You will get to know who treats you for real, who really cares about you, who wants to know you deeper and who is the one that wouldn't leave you aside only when those that is always there for you 24/7, waiting and wondering how and what you are doing currently.. Because these things will change, can you feel it now? I am tired :) and finally gave up :(

I am lost
I am tired
I am finished
I don't want to be sad
I don't want to be emo
I am tired of trying
I am tired to pleased everyone
I am tired of always be the one who always starts
I am tired to be the one who crumble
I am tired to be the only one who stumble
I am tired to be only one who seems to care
I am too lazy
I hate to be lied
I craved for too much
I gave too much
I am being too silly
I gave up of hanging in there
Things have changed
I am not the same person again
I just want to be happy
I want to be cared
I want to feel warmth again
I want to feel love
I want to be pampered
I want people to give me a head start
I want people to give me a room to breathe
I want people to try and starts things sometimes
I want to feel home
I want people to be there 24/7 for me
I want to live everyday happily
I want to live everyday without scar on my heart
Things have changed from this minute on.

What he has gone thru!

Once upon a time, there's this guy who lives in a world that fills with only happiness and the word sad doesn't exist in this wonderful world. He lives in this world knowing everything will go his way and all he needs to do is just ask and everything will be there right in front of his eyes. A perfect life he is living in indeed. But did it last forever? NO, everything good and bad will definitely comes to an end unless you get to find something in the middle that balance between good and bad. Until then, nothing last forever. It's sad to know but it's the true fact.
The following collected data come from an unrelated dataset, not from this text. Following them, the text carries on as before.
// Time Provider Port (for testability)

/// Time provider interface (allows mocking in tests)
pub trait TimeProvider: Send + Sync {
    /// Get current time in milliseconds since epoch
    fn now_millis(&self) -> i64;
}

/// System time provider (production)
pub struct SystemTimeProvider;

impl TimeProvider for SystemTimeProvider {
    fn now_millis(&self) -> i64 {
        chrono::Utc::now().timestamp_millis()
    }
}

// ============================================================================
// Mock Implementations for Testing
// ============================================================================

pub mod mocks {
    use super::*;
    use std::sync::atomic::{AtomicI64, Ordering};

    /// Clock that only moves when told to
    pub struct ManualTimeProvider {
        now: AtomicI64,
    }

    impl ManualTimeProvider {
        pub fn new(start_millis: i64) -> Self {
            Self {
                now: AtomicI64::new(start_millis),
            }
        }

        pub fn advance_millis(&self, millis: i64) {
            self.now.fetch_add(millis, Ordering::SeqCst);
        }
    }

    impl TimeProvider for ManualTimeProvider {
        fn now_millis(&self) -> i64 {
            self.now.load(Ordering::SeqCst)
        }
    }
}
// ID Provider Port (for deterministic testing)

use crate::constants::DEFAULT_SEQUENCE_PREFIX;
use std::sync::atomic::{AtomicU64, Ordering};

/// ID provider interface (allows deterministic IDs in tests)
///
/// Values must be unique for the lifetime of the storage instance that
/// uses the provider. The broker relies on uniqueness only, not on format.
pub trait IdProvider: Send + Sync {
    /// Generate a new unique message ID
    fn generate_id(&self) -> String;
}

/// UUID v4 provider (production)
pub struct UuidProvider;

impl IdProvider for UuidProvider {
    fn generate_id(&self) -> String {
        uuid::Uuid::new_v4().to_string()
    }
}

/// Monotonic counter provider: `<prefix>1`, `<prefix>2`, ...
pub struct SequenceIdProvider {
    prefix: String,
    next: AtomicU64,
}

impl SequenceIdProvider {
    pub fn new(prefix: impl Into<String>) -> Self {
        Self {
            prefix: prefix.into(),
            next: AtomicU64::new(1),
        }
    }
}

impl Default for SequenceIdProvider {
    fn default() -> Self {
        Self::new(DEFAULT_SEQUENCE_PREFIX)
    }
}

impl IdProvider for SequenceIdProvider {
    fn generate_id(&self) -> String {
        let n = self.next.fetch_add(1, Ordering::Relaxed);
        format!("{}{}", self.prefix, n)
    }
}

#[cfg(test)]
mod tests {
    use super::*;
    use std::collections::HashSet;
    use std::sync::Arc;

    #[test]
    fn test_sequence_ids_are_monotonic() {
        let ids = SequenceIdProvider::default();
        assert_eq!(ids.generate_id(), "message-1");
        assert_eq!(ids.generate_id(), "message-2");
    }

    #[test]
    fn test_sequence_ids_unique_across_threads() {
        let ids = Arc::new(SequenceIdProvider::new("t-"));
        let handles: Vec<_> = (0..4)
            .map(|_| {
                let ids = Arc::clone(&ids);
                std::thread::spawn(move || (0..250).map(|_| ids.generate_id()).collect::<Vec<_>>())
            })
            .collect();

        let mut seen = HashSet::new();
        for handle in handles {
            for id in handle.join().unwrap() {
                assert!(seen.insert(id), "duplicate id generated");
            }
        }
        assert_eq!(seen.len(), 1000);
    }

    #[test]
    fn test_uuid_ids_are_distinct() {
        let ids = UuidProvider;
        assert_ne!(ids.generate_id(), ids.generate_id());
    }
}
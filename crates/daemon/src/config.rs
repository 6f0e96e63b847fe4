//! Daemon configuration, read from `STOWAGE_*` environment variables

use anyhow::{bail, Context, Result};
use std::path::PathBuf;
use std::str::FromStr;
use std::time::Duration;
use stowage_core::constants::{DEFAULT_EVICTION_IDLE, DEFAULT_EVICTION_INTERVAL};
use stowage_core::port::EvictionConfig;
use stowage_infra_memory::MemoryStorageConfig;

pub const ENV_LOG_FORMAT: &str = "STOWAGE_LOG_FORMAT";
pub const ENV_LOG_DIR: &str = "STOWAGE_LOG_DIR";
pub const ENV_MAX_QUEUE_DEPTH: &str = "STOWAGE_MAX_QUEUE_DEPTH";
pub const ENV_ID_FORMAT: &str = "STOWAGE_ID_FORMAT";
pub const ENV_EVICT_INTERVAL_SECS: &str = "STOWAGE_EVICT_INTERVAL_SECS";
pub const ENV_EVICT_IDLE_SECS: &str = "STOWAGE_EVICT_IDLE_SECS";

#[derive(Debug, Clone, Copy, PartialEq, Eq)]
pub enum LogFormat {
    Pretty,
    Json,
}

impl FromStr for LogFormat {
    type Err = anyhow::Error;

    fn from_str(s: &str) -> Result<Self> {
        match s.to_ascii_lowercase().as_str() {
            "pretty" => Ok(LogFormat::Pretty),
            "json" => Ok(LogFormat::Json),
            other => bail!("unknown log format '{}' (expected pretty or json)", other),
        }
    }
}

/// Message id scheme
#[derive(Debug, Clone, Copy, PartialEq, Eq)]
pub enum IdFormat {
    Uuid,
    Sequence,
}

impl FromStr for IdFormat {
    type Err = anyhow::Error;

    fn from_str(s: &str) -> Result<Self> {
        match s.to_ascii_lowercase().as_str() {
            "uuid" => Ok(IdFormat::Uuid),
            "sequence" => Ok(IdFormat::Sequence),
            other => bail!("unknown id format '{}' (expected uuid or sequence)", other),
        }
    }
}

#[derive(Debug, Clone)]
pub struct DaemonConfig {
    pub log_format: LogFormat,
    pub log_dir: Option<PathBuf>,
    pub id_format: IdFormat,
    pub storage: MemoryStorageConfig,
    pub eviction: EvictionConfig,
}

impl DaemonConfig {
    /// Load from the process environment
    pub fn from_env() -> Result<Self> {
        Self::from_lookup(|key| std::env::var(key).ok())
    }

    /// Load using an arbitrary variable lookup (tests pass a map)
    pub fn from_lookup(lookup: impl Fn(&str) -> Option<String>) -> Result<Self> {
        let log_format = parse_or(&lookup, ENV_LOG_FORMAT, LogFormat::Pretty)?;
        let id_format = parse_or(&lookup, ENV_ID_FORMAT, IdFormat::Uuid)?;

        let log_dir = lookup(ENV_LOG_DIR)
            .filter(|dir| !dir.trim().is_empty())
            .map(|dir| PathBuf::from(shellexpand::tilde(&dir).into_owned()));

        // 0 means unbounded, same as unset
        let max_depth = parse_or(&lookup, ENV_MAX_QUEUE_DEPTH, 0usize)?;
        let storage = MemoryStorageConfig {
            max_depth: (max_depth > 0).then_some(max_depth),
        };

        let interval_secs = parse_or(
            &lookup,
            ENV_EVICT_INTERVAL_SECS,
            DEFAULT_EVICTION_INTERVAL.as_secs(),
        )?;
        if interval_secs == 0 {
            bail!("{} must be greater than 0", ENV_EVICT_INTERVAL_SECS);
        }
        let idle_secs = parse_or(&lookup, ENV_EVICT_IDLE_SECS, DEFAULT_EVICTION_IDLE.as_secs())?;

        Ok(Self {
            log_format,
            log_dir,
            id_format,
            storage,
            eviction: EvictionConfig {
                interval: Duration::from_secs(interval_secs),
                idle_for: Duration::from_secs(idle_secs),
            },
        })
    }
}

fn parse_or<T>(lookup: &impl Fn(&str) -> Option<String>, key: &str, default: T) -> Result<T>
where
    T: FromStr,
    T::Err: std::fmt::Display,
{
    match lookup(key) {
        Some(raw) if !raw.trim().is_empty() => raw
            .trim()
            .parse::<T>()
            .map_err(|e| anyhow::anyhow!("{}", e))
            .with_context(|| format!("invalid value for {}: '{}'", key, raw)),
        _ => Ok(default),
    }
}
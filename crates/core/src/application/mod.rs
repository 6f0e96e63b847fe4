// Application Layer - Background services around the storage ports

pub mod maintenance;
pub mod shutdown;

// Re-exports
pub use maintenance::EvictionScheduler;
pub use shutdown::{shutdown_channel, ShutdownSender, ShutdownToken};
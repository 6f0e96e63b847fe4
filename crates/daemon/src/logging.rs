//! Logging setup (tracing-subscriber, optional rolling file output)

use crate::config::LogFormat;
use anyhow::{Context, Result};
use std::path::Path;
use tracing_appender::non_blocking::WorkerGuard;
use tracing_subscriber::{fmt, layer::SubscriberExt, util::SubscriberInitExt, EnvFilter, Layer};

const LOG_FILE_PREFIX: &str = "stowage.log";

/// Install the global subscriber.
///
/// The returned guard flushes the file writer on drop; keep it alive until
/// the process exits.
pub fn init_logging(format: LogFormat, log_dir: Option<&Path>) -> Result<Option<WorkerGuard>> {
    let env_filter = EnvFilter::try_from_default_env()
        .or_else(|_| EnvFilter::try_new("stowage=info"))
        .context("Failed to create env filter")?;

    let stdout_layer = match format {
        // Production: JSON structured logging
        LogFormat::Json => fmt::layer().json().boxed(),
        // Development: Pretty formatting with colors
        LogFormat::Pretty => fmt::layer().pretty().boxed(),
    };

    let (file_layer, guard) = match log_dir {
        Some(dir) => {
            std::fs::create_dir_all(dir)
                .with_context(|| format!("Failed to create log directory {}", dir.display()))?;
            let appender = tracing_appender::rolling::daily(dir, LOG_FILE_PREFIX);
            let (writer, guard) = tracing_appender::non_blocking(appender);
            let layer = fmt::layer().json().with_ansi(false).with_writer(writer);
            (Some(layer), Some(guard))
        }
        None => (None, None),
    };

    tracing_subscriber::registry()
        .with(env_filter)
        .with(stdout_layer)
        .with(file_layer)
        .try_init()
        .context("Failed to install tracing subscriber")?;

    Ok(guard)
}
Everything has changed for him now. He doesn't know what should he do except wandering around day by day around the gloomy world that he is currently living in and hoping everyday will past faster. Now... He has to fight for everything and learnt the fact that nothing comes for free anymore. He asked and he wish that money does grow on tree but NO, it wont happen again. He sat down beside the tree wondering when will it grow but he is just wasting his time. The world that he used to live in is already gone, no longer getting anything that he wanted and now... he's living in a rather gloomy world without any light to guide him thru.

He needs to learn all over again on how to fight for everything that he wanted. If he wants a lot of money then he will need to work.. He knows that and he did just that.. If he wants a lot of friends then he will need to socialize.. He knows that and he did just that.. If he wants to buy things for his usage then he will need to earn money by himself.. He knows that and he did just that.. Now everything seems to be perfect yet again right but the only thing different is he need to fight and earn everything that he wants. Well, this is where the problem comes.. He is so used to everything comes for free.. He thinks people will love him if they does love him.. There's no need to fight or make people like him.. What a dumb ass!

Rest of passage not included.